Devotion
Studio Album by Jessie Ware released in 2012Devotion review
A voice we could have lost
It is now so hard to believe that Jessie Ware was thinking of saying no to music and focusing on her journalistic occupations not so long ago. A football observer, Jessie considered her vocal efforts as nothing but a hobby, but among the people she knew there were those who prevented the demise of the talent. One of them was producer SBTRKT who talked the girl into singing for some of his tracks, One of them, Nervous, later became a local hit among London-based electronica fans. Then, Jessie was caught in the limelight after working with young dubstep performer Joker on her album The Vision, and her name began popping in English press more and more often. Most farseeing experts were quick to predict her a big music future, not afraid to even draw parallels between her vocals and those of mega popular Sade. However, it is one thing to appear sporadically on someone else’s albums, and it is a whole lot different thing to release your own songs and even albums under your own name. The first to go was single Running that announced the approaching of a record called Devotion.
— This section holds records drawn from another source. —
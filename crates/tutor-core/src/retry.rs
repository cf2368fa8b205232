//! Bounded retry for rate-limited service calls.
//!
//! [`RetryPolicy`] knows nothing about HTTP or the inference service: it runs
//! an action, retries only when the action reports a rate limit, and waits a
//! linearly growing delay in between. The wait is a tokio sleep, so other
//! invocations keep running while one is backing off.

use crate::config::RetryConfig;
use crate::error::{ServiceError, TerminalError};
use std::future::Future;
use std::time::Duration;

/// Per-invocation retry bookkeeping. Lives only for one [`RetryPolicy::run`].
#[derive(Debug, Clone, Copy)]
struct RetryState {
    attempt: u32,
}

/// Retry schedule for rate-limited calls.
#[derive(Debug, Clone, PartialEq, Eq)]
pub struct RetryPolicy {
    max_attempts: u32,
    base_delay: Duration,
}

impl Default for RetryPolicy {
    fn default() -> Self {
        Self::new(3, Duration::from_millis(2000))
    }
}

impl RetryPolicy {
    /// `max_attempts` counts the first call; values below 1 are raised to 1.
    pub fn new(max_attempts: u32, base_delay: Duration) -> Self {
        Self {
            max_attempts: max_attempts.max(1),
            base_delay,
        }
    }

    pub fn from_config(config: &RetryConfig) -> Self {
        Self::new(
            config.max_attempts,
            Duration::from_millis(config.base_delay_ms),
        )
    }

    pub fn max_attempts(&self) -> u32 {
        self.max_attempts
    }

    /// Wait applied after the given (1-based) failed attempt.
    pub fn delay_for(&self, attempt: u32) -> Duration {
        self.base_delay.saturating_mul(attempt)
    }

    /// Run `action` until it succeeds, fails for a reason other than rate
    /// limiting, or the attempt budget is spent.
    pub async fn run<T, F, Fut>(&self, mut action: F) -> Result<T, TerminalError>
    where
        F: FnMut() -> Fut,
        Fut: Future<Output = Result<T, ServiceError>>,
    {
        let mut state = RetryState { attempt: 0 };

        loop {
            state.attempt += 1;

            match action().await {
                Ok(value) => {
                    if state.attempt > 1 {
                        tracing::debug!("Succeeded on attempt {}", state.attempt);
                    }
                    return Ok(value);
                }
                Err(e) if e.is_rate_limited() => {
                    if state.attempt >= self.max_attempts {
                        tracing::warn!(
                            "Rate limited on all {} attempt(s), giving up",
                            state.attempt
                        );
                        return Err(TerminalError::RateLimited {
                            attempts: state.attempt,
                        });
                    }
                    let delay = self.delay_for(state.attempt);
                    tracing::warn!(
                        "Attempt {}/{} rate limited, retrying in {delay:?}",
                        state.attempt,
                        self.max_attempts
                    );
                    tokio::time::sleep(delay).await;
                }
                Err(e) => {
                    tracing::debug!("Attempt {} failed without retry: {e}", state.attempt);
                    return Err(TerminalError::Failed(e));
                }
            }
        }
    }
}

#[cfg(test)]
mod tests {
    use super::*;
    use std::sync::atomic::{AtomicU32, Ordering};
    use tokio::time::Instant;

    fn rate_limited() -> ServiceError {
        ServiceError::with_status("HTTP 429: too many requests", 429)
    }

    #[test]
    fn test_delay_schedule_is_linear() {
        let policy = RetryPolicy::default();
        assert_eq!(policy.delay_for(1), Duration::from_millis(2000));
        assert_eq!(policy.delay_for(2), Duration::from_millis(4000));
        assert_eq!(policy.delay_for(3), Duration::from_millis(6000));
    }

    #[test]
    fn test_zero_attempts_raised_to_one() {
        let policy = RetryPolicy::new(0, Duration::from_millis(10));
        assert_eq!(policy.max_attempts(), 1);
    }

    #[test]
    fn test_from_config() {
        let policy = RetryPolicy::from_config(&RetryConfig {
            max_attempts: 5,
            base_delay_ms: 100,
        });
        assert_eq!(policy.max_attempts(), 5);
        assert_eq!(policy.delay_for(2), Duration::from_millis(200));
    }

    #[tokio::test(start_paused = true)]
    async fn test_success_returns_immediately() {
        let calls = AtomicU32::new(0);
        let start = Instant::now();

        let result = RetryPolicy::default()
            .run(|| {
                calls.fetch_add(1, Ordering::SeqCst);
                async { Ok::<_, ServiceError>(42) }
            })
            .await;

        assert_eq!(result, Ok(42));
        assert_eq!(calls.load(Ordering::SeqCst), 1);
        assert_eq!(start.elapsed(), Duration::ZERO);
    }

    #[tokio::test(start_paused = true)]
    async fn test_exhausts_attempts_when_always_rate_limited() {
        let calls = AtomicU32::new(0);
        let start = Instant::now();

        let result: Result<(), _> = RetryPolicy::default()
            .run(|| {
                calls.fetch_add(1, Ordering::SeqCst);
                async { Err(rate_limited()) }
            })
            .await;

        assert_eq!(result, Err(TerminalError::RateLimited { attempts: 3 }));
        assert_eq!(calls.load(Ordering::SeqCst), 3);
        // 2000ms after attempt 1, 4000ms after attempt 2, no wait after the last
        let elapsed = start.elapsed();
        assert!(elapsed >= Duration::from_millis(6000), "elapsed {elapsed:?}");
        assert!(elapsed < Duration::from_millis(6100), "elapsed {elapsed:?}");
    }

    #[tokio::test(start_paused = true)]
    async fn test_recovers_after_rate_limits() {
        let calls = AtomicU32::new(0);
        let start = Instant::now();

        let result = RetryPolicy::default()
            .run(|| {
                let n = calls.fetch_add(1, Ordering::SeqCst);
                async move {
                    if n < 2 {
                        Err(rate_limited())
                    } else {
                        Ok("answer")
                    }
                }
            })
            .await;

        assert_eq!(result, Ok("answer"));
        assert_eq!(calls.load(Ordering::SeqCst), 3);
        let elapsed = start.elapsed();
        assert!(elapsed >= Duration::from_millis(6000), "elapsed {elapsed:?}");
        assert!(elapsed < Duration::from_millis(6100), "elapsed {elapsed:?}");
    }

    #[tokio::test(start_paused = true)]
    async fn test_other_errors_are_not_retried() {
        let calls = AtomicU32::new(0);
        let start = Instant::now();

        let result: Result<(), _> = RetryPolicy::default()
            .run(|| {
                calls.fetch_add(1, Ordering::SeqCst);
                async { Err(ServiceError::with_status("HTTP 500", 500)) }
            })
            .await;

        assert_eq!(
            result,
            Err(TerminalError::Failed(ServiceError::with_status("HTTP 500", 500)))
        );
        assert_eq!(calls.load(Ordering::SeqCst), 1);
        assert_eq!(start.elapsed(), Duration::ZERO);
    }

    #[tokio::test(start_paused = true)]
    async fn test_transport_error_after_rate_limit_stops() {
        let calls = AtomicU32::new(0);

        let result: Result<(), _> = RetryPolicy::default()
            .run(|| {
                let n = calls.fetch_add(1, Ordering::SeqCst);
                async move {
                    if n == 0 {
                        Err(rate_limited())
                    } else {
                        Err(ServiceError::new("connection reset"))
                    }
                }
            })
            .await;

        assert!(matches!(result, Err(TerminalError::Failed(e)) if e.message == "connection reset"));
        assert_eq!(calls.load(Ordering::SeqCst), 2);
    }

    #[tokio::test(start_paused = true)]
    async fn test_backoff_does_not_block_other_tasks() {
        let policy = RetryPolicy::default();
        let backing_off =
            tokio::spawn(async move { policy.run(|| async { Err::<(), _>(rate_limited()) }).await });

        // A second task finishes long before the first one gives up.
        let quick = tokio::spawn(async {
            RetryPolicy::default()
                .run(|| async { Ok::<_, ServiceError>(1) })
                .await
        });
        assert_eq!(quick.await.unwrap(), Ok(1));
        assert!(!backing_off.is_finished());

        assert_eq!(
            backing_off.await.unwrap(),
            Err(TerminalError::RateLimited { attempts: 3 })
        );
    }
}
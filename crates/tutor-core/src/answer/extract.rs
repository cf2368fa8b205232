//! Answer normalization across response shapes.
//!
//! The inference service does not always put the answer in the same place.
//! Extractors are tried in order and the first non-blank value wins; adding a
//! new shape means adding an entry to [`EXTRACTORS`].

use once_cell::sync::Lazy;
use regex::Regex;
use serde_json::Value;

/// Pulls a candidate answer out of a response payload.
pub type Extractor = fn(&Value) -> Option<String>;

/// Extractors in priority order, named for logging.
pub const EXTRACTORS: &[(&str, Extractor)] = &[
    ("answer", answer_field),
    ("text", text_field),
    ("stringified", stringified),
];

static RE_ANSWER_LABEL: Lazy<Regex> = Lazy::new(|| Regex::new(r"(?i)^answer:\s*").unwrap());

fn answer_field(payload: &Value) -> Option<String> {
    payload.get("answer").and_then(Value::as_str).map(String::from)
}

fn text_field(payload: &Value) -> Option<String> {
    payload.get("text").and_then(Value::as_str).map(String::from)
}

fn stringified(payload: &Value) -> Option<String> {
    match payload {
        Value::Null => None,
        Value::String(s) => Some(s.clone()),
        other => Some(other.to_string()),
    }
}

/// Find the raw answer in a response body.
///
/// Bodies wrapped in a `data` envelope are unwrapped first.
pub fn extract_answer(body: &Value) -> Option<String> {
    let payload = body.get("data").unwrap_or(body);
    EXTRACTORS.iter().find_map(|(name, extract)| {
        let value = extract(payload).filter(|v| !v.trim().is_empty())?;
        tracing::trace!("Answer taken from '{name}'");
        Some(value)
    })
}

/// Strip a leading `Answer:` label (any case) and surrounding whitespace.
pub fn clean_answer(raw: &str) -> String {
    RE_ANSWER_LABEL.replace(raw.trim(), "").trim().to_string()
}
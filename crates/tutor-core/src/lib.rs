//! Tutor Core - question answering for physics, chemistry and mathematics.
//!
//! Turns a question, typed or photographed, into an answer from a hosted
//! inference service, while coping with rate limits, transient failures and
//! unreadable images.
//!
//! # Architecture
//!
//! ```text
//! Image → OCR (no retry) → Question → Validate → Inference (retry on 429) → Answer
//! ```
//!
//! Every run ends in a value ([`PipelineOutcome`]); nothing here panics or
//! exits on a service failure.
//!
//! # Usage
//!
//! ```rust,ignore
//! use tutor_core::{AnswerPipeline, Config, PipelineInput, Subject};
//!
//! #[tokio::main]
//! async fn main() -> tutor_core::Result<()> {
//!     let config = Config::load()?;
//!     let pipeline = AnswerPipeline::from_config(&config)?;
//!
//!     let report = pipeline
//!         .run(PipelineInput::Text("What is Newton's second law?".into()), Subject::Physics)
//!         .await;
//!     println!("{}", report.outcome.user_message());
//!     Ok(())
//! }
//! ```

// Module declarations
pub mod answer;
pub mod chat;
pub mod config;
pub mod error;
pub mod format;
pub mod ocr;
pub mod pipeline;
pub mod retry;
pub mod types;

#[cfg(test)]
mod stub_server;

// Re-exports for convenient access
pub use answer::{AnswerClient, InferenceBackend, NlpCloudBackend};
pub use chat::{ChatBackend, ChatSession, GeminiBackend};
pub use config::Config;
pub use error::{
    ConfigError, ImageError, Result, ServiceError, TerminalError, TutorError, ValidationError,
};
pub use format::format_answer;
pub use ocr::{ImageHandle, OcrSpaceClient, TextExtractor};
pub use pipeline::{AnswerPipeline, PendingAnswer, PipelineInput, PipelineOutcome, PipelineReport, Stage};
pub use retry::RetryPolicy;
pub use types::{AnswerOutcome, ExtractionResult, Question, Subject};

/// Library version.
pub const VERSION: &str = env!("CARGO_PKG_VERSION");
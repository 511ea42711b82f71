use reqwest::StatusCode;

/// A page could not be fetched. Always surfaced to users as
/// [`FETCH_ERROR_MESSAGE`](crate::FETCH_ERROR_MESSAGE).
#[derive(Debug, thiserror::Error)]
pub enum FeedError {
    #[error("request failed: {0}")]
    Request(#[source] reqwest::Error),
    #[error("feed responded with status {0}")]
    Status(StatusCode),
    #[error("could not decode feed response: {0}")]
    Decode(#[source] reqwest::Error),
}
use std::sync::Arc;

use anyhow::bail;
use bookmarks::{BookmarkStore, FileStore, KeyValueStore, MemoryStore};
use common::JobRecord;
use feed::{HttpJobSource, JobSource, Paginator};

use crate::cli::Command;
use crate::render::{BookmarksScreen, FeedScreen, JobDetails};
use crate::settings::Settings;

/// The paginator and the bookmark store, wired once per run.
pub struct App {
    paginator: Paginator,
    bookmarks: BookmarkStore,
}

impl App {
    pub async fn new(settings: &Settings, ephemeral: bool) -> Self {
        let source = Arc::new(HttpJobSource::new(settings.feed.base_url.clone()));
        let storage: Arc<dyn KeyValueStore> = if ephemeral {
            Arc::new(MemoryStore::new())
        } else {
            Arc::new(FileStore::new(&settings.storage.dir))
        };
        tracing::debug!(
            feed = %settings.feed.base_url,
            storage = %settings.storage.dir.display(),
            ephemeral,
            "starting"
        );
        Self::with_parts(source, storage, &settings.storage.bookmarks_key).await
    }

    pub async fn with_parts(
        source: Arc<dyn JobSource>,
        storage: Arc<dyn KeyValueStore>,
        bookmarks_key: &str,
    ) -> Self {
        Self {
            paginator: Paginator::new(source),
            bookmarks: BookmarkStore::open(storage, bookmarks_key).await,
        }
    }

    /// Runs one command and returns what it prints.
    pub async fn run(&self, command: Command) -> anyhow::Result<String> {
        match command {
            Command::Browse { pages } => {
                self.scroll(pages, |_| false).await;
                Ok(self.feed_screen())
            }
            Command::Refresh => {
                self.paginator.load_initial().await;
                self.paginator.refresh().await;
                Ok(self.feed_screen())
            }
            Command::Bookmarks => Ok(BookmarksScreen {
                jobs: &self.bookmarks.bookmarked_jobs(),
            }
            .to_string()),
            Command::Bookmark { id, pages } => {
                let job = self.find_job(id, pages).await?;
                let label = if self.bookmarks.toggle_bookmark(&job).await {
                    "Bookmarked"
                } else {
                    "Removed bookmark"
                };
                Ok(format!("{label}: {} (#{})\n", job.title, job.id))
            }
            Command::Show { id, pages } => {
                let job = self.find_job(id, pages).await?;
                Ok(JobDetails {
                    job: &job,
                    bookmarked: self.bookmarks.is_bookmarked(job.id),
                }
                .to_string())
            }
        }
    }

    fn feed_screen(&self) -> String {
        FeedScreen {
            state: &self.paginator.snapshot(),
            bookmarks: &self.bookmarks,
        }
        .to_string()
    }

    /// Loads page 1, then keeps scrolling until `pages` pages are in, the
    /// feed runs dry, a load fails, or `found` matches the list so far.
    async fn scroll(&self, pages: u32, found: impl Fn(&[JobRecord]) -> bool) {
        self.paginator.load_initial().await;
        let mut loaded = 1;
        while loaded < pages
            && self.paginator.error().is_none()
            && !found(&self.paginator.jobs())
            && self.paginator.load_more().await
        {
            loaded += 1;
        }
    }

    async fn find_job(&self, id: i64, pages: u32) -> anyhow::Result<JobRecord> {
        if let Some(job) = self.bookmarks.get(id) {
            return Ok(job);
        }

        self.scroll(pages, |jobs| jobs.iter().any(|job| job.id == id))
            .await;
        if let Some(job) = self.paginator.jobs().into_iter().find(|job| job.id == id) {
            return Ok(job);
        }
        if let Some(error) = self.paginator.error() {
            bail!("{error}");
        }
        bail!("job {id} not found in the first {pages} page(s) of the feed")
    }
}

#[cfg(test)]
mod tests {
    use std::collections::HashMap;
    use std::sync::Mutex;

    use common::JobsPage;
    use feed::{FETCH_ERROR_MESSAGE, FeedError};
    use reqwest::StatusCode;
    use serde_json::{Value, json};

    use super::*;

    /// Serves fixed pages; pages not listed come back empty.
    #[derive(Default)]
    struct FixedFeed {
        pages: HashMap<u32, Vec<Value>>,
        fail: bool,
        requested: Mutex<Vec<u32>>,
    }

    impl FixedFeed {
        fn with_jobs(pages: &[&[i64]]) -> Self {
            let pages = pages
                .iter()
                .enumerate()
                .map(|(i, ids)| {
                    let entries: Vec<Value> = ids
                        .iter()
                        .map(|id| json!({ "id": id, "title": format!("Job {id}"), "company_name": "Acme" }))
                        .collect();
                    (i as u32 + 1, entries)
                })
                .collect();
            Self {
                pages,
                ..Self::default()
            }
        }
    }

    #[async_trait::async_trait]
    impl JobSource for FixedFeed {
        async fn fetch_page(&self, page: u32) -> Result<JobsPage, FeedError> {
            self.requested.lock().unwrap().push(page);
            if self.fail {
                return Err(FeedError::Status(StatusCode::SERVICE_UNAVAILABLE));
            }
            Ok(JobsPage {
                results: self.pages.get(&page).cloned().unwrap_or_default(),
            })
        }
    }

    async fn app_with(feed: FixedFeed) -> (App, Arc<FixedFeed>, Arc<MemoryStore>) {
        let feed = Arc::new(feed);
        let storage = Arc::new(MemoryStore::new());
        let app = App::with_parts(feed.clone(), storage.clone(), "bookmarkedJobs").await;
        (app, feed, storage)
    }

    #[tokio::test]
    async fn test_browse_stops_at_requested_pages() {
        let (app, feed, _) = app_with(FixedFeed::with_jobs(&[&[1, 2], &[3], &[4]])).await;

        let out = app.run(Command::Browse { pages: 2 }).await.unwrap();

        assert!(out.contains("Job 3 (#3)"));
        assert!(!out.contains("Job 4"));
        assert_eq!(*feed.requested.lock().unwrap(), vec![1, 2]);
    }

    #[tokio::test]
    async fn test_browse_past_the_end_reports_end_of_feed() {
        let (app, feed, _) = app_with(FixedFeed::with_jobs(&[&[1]])).await;

        let out = app.run(Command::Browse { pages: 5 }).await.unwrap();

        assert!(out.contains("-- end of feed --"));
        assert_eq!(*feed.requested.lock().unwrap(), vec![1, 2]);
    }

    #[tokio::test]
    async fn test_browse_failure_shows_fixed_message() {
        let (app, _, _) = app_with(FixedFeed {
            fail: true,
            ..FixedFeed::default()
        })
        .await;

        let out = app.run(Command::Browse { pages: 3 }).await.unwrap();

        assert!(out.starts_with(FETCH_ERROR_MESSAGE));
    }

    #[tokio::test]
    async fn test_bookmark_toggles_and_persists() {
        let (app, _, storage) = app_with(FixedFeed::with_jobs(&[&[1, 2], &[3]])).await;

        let out = app
            .run(Command::Bookmark { id: 3, pages: 3 })
            .await
            .unwrap();
        assert_eq!(out, "Bookmarked: Job 3 (#3)\n");

        let raw = storage.get_item("bookmarkedJobs").await.unwrap().unwrap();
        let stored: Vec<JobRecord> = serde_json::from_str(&raw).unwrap();
        assert_eq!(stored.len(), 1);
        assert!(stored[0].is_bookmarked);

        let listed = app.run(Command::Bookmarks).await.unwrap();
        assert!(listed.contains("[*] Job 3 (#3)"));

        let out = app
            .run(Command::Bookmark { id: 3, pages: 3 })
            .await
            .unwrap();
        assert_eq!(out, "Removed bookmark: Job 3 (#3)\n");
    }

    #[tokio::test]
    async fn test_bookmarked_job_is_found_without_the_feed() {
        let (app, feed, _) = app_with(FixedFeed::with_jobs(&[&[7]])).await;
        app.run(Command::Bookmark { id: 7, pages: 1 }).await.unwrap();
        feed.requested.lock().unwrap().clear();

        let out = app.run(Command::Show { id: 7, pages: 1 }).await.unwrap();

        assert!(out.contains("Bookmarked: yes"));
        assert!(feed.requested.lock().unwrap().is_empty());
    }

    #[tokio::test]
    async fn test_unknown_job_is_an_error() {
        let (app, _, _) = app_with(FixedFeed::with_jobs(&[&[1], &[2]])).await;

        let err = app
            .run(Command::Show { id: 99, pages: 2 })
            .await
            .unwrap_err();

        assert!(err.to_string().contains("job 99 not found"));
    }

    #[tokio::test]
    async fn test_refresh_lists_first_page() {
        let (app, feed, _) = app_with(FixedFeed::with_jobs(&[&[1, 2]])).await;

        let out = app.run(Command::Refresh).await.unwrap();

        assert!(out.contains("Job 1 (#1)"));
        assert_eq!(*feed.requested.lock().unwrap(), vec![1, 1]);
    }
}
Following the trail of the legends
The Devotion record begins in an intriguing fashion, with a title track narrating a story of a relationship on the verge of collapse to soft guitar plucking and pulsating beats. The song is rather an intro because the real hit comes after it, and that is Wildest Moments, a single promoted with a curious video. Viewers see nothing but Ware herself and have to pay the whole attention to her vocals because her face conveys no emotions whatsoever. This is the core of the album’s music, rather cold and distant instruments coming to contrast with the various, yet always lively and expressive vocals. And when the focus is solely on the voice, the music may easily change without distracting you from the show. That is why the same powerful effect is reach by modernistic danceable 110%, and ballad Taking In Water. Between these two extremities, you can discover tasty pop Sweet Talk, experimental No To Love leaning to RnB, and retro-dance Still Love Me. Naming genres is not that easy here, but who cares if the highlight is Ware’s voice that at its best reminds of Janet Jackson or Whitney Houston who used to work with different genres, but became what is called pop legends.
Introduction over
The majority of Devotion tracks are pretty slowed down, which may make some listeners want to sleep. This seems to be the only serious problem with the record, which, with acoustic versions of Wildest Moments, and Running lasts almost an hour. The first listen may become the most difficult and enduring, but over the next rounds Jessie Ware’s personality will draw you more and more. The general sounding of the album is arranged so as to make each of the instruments to sound as delicate and subtle as possible to underline the elegance of Jessie’s voice. Whether it is electronica, RnB, or modern soul, the music is here just to prepare you for Ware’s performance. The singer, in her turn, prefers to do with brief phrases and simple wordings as she speaks strictly to the point. The lyrics of thee songs does not belabor your attention with twisting plots or complex metaphors. Jessie speaks to us in a language everyone understands and this is why it seems her character is lonely and longs for company. This is a wise move because on Devotion, Jessie only introduces herself to the audience.